▶ Assigned task:
Using the entries that follow, collect the lines where the word "TransitionTiming" appears.

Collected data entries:
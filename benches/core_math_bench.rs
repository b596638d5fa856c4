use criterion::{Criterion, criterion_group, criterion_main};
use scatter_rs::api::{ScatterChart, ScatterChartConfig, TransitionTiming};
use scatter_rs::core::{Field, LinearScale, RecordSet, ScalePadding, StateRecord};
use scatter_rs::render::NullRenderer;
use std::hint::black_box;

fn generated_records(count: usize) -> RecordSet {
    let records = (0..count)
        .map(|i| {
            let t = i as f64;
            StateRecord {
                state: format!("State {i}"),
                abbr: format!("S{i}"),
                poverty: 8.0 + (t * 0.37) % 14.0,
                age: 30.0 + (t * 0.11) % 15.0,
                income: 35_000.0 + (t * 97.0) % 40_000.0,
                healthcare: 4.0 + (t * 0.23) % 20.0,
                smokes: 9.0 + (t * 0.19) % 18.0,
                obesity: 20.0 + (t * 0.29) % 17.0,
            }
        })
        .collect();
    RecordSet::new(records).expect("valid generated records")
}

fn bench_linear_scale_round_trip(c: &mut Criterion) {
    let scale = LinearScale::new((7.56, 24.31), (0.0, 820.0)).expect("valid scale");

    c.bench_function("linear_scale_round_trip", |b| {
        b.iter(|| {
            let px = scale.map(black_box(17.123));
            let _ = scale.invert(px);
        })
    });
}

fn bench_scale_from_field_10k(c: &mut Criterion) {
    let records = generated_records(10_000);

    c.bench_function("scale_from_field_10k", |b| {
        b.iter(|| {
            let _ = LinearScale::from_field(
                black_box(records.as_slice()),
                black_box(Field::Income),
                (0.0, 820.0),
                ScalePadding::default(),
            )
            .expect("scale should fit");
        })
    });
}

fn bench_render_frame_mid_transition_2k(c: &mut Criterion) {
    let config = ScatterChartConfig::default().with_timing(TransitionTiming::default());
    let mut chart = ScatterChart::new(NullRenderer::default(), config, generated_records(2_000))
        .expect("chart init");
    chart.click_label(Field::Age).expect("switch x");
    chart.advance_time(400.0).expect("advance");

    c.bench_function("render_frame_mid_transition_2k", |b| {
        b.iter(|| {
            let _ = chart
                .build_render_frame()
                .expect("frame build should succeed");
        })
    });
}

criterion_group!(
    benches,
    bench_linear_scale_round_trip,
    bench_scale_from_field_10k,
    bench_render_frame_mid_transition_2k
);
criterion_main!(benches);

▶ Exercise result:
use scatter_rs::api::{ScatterChart, ScatterChartConfig, TransitionTiming};
    let config = ScatterChartConfig::default().with_timing(TransitionTiming::default());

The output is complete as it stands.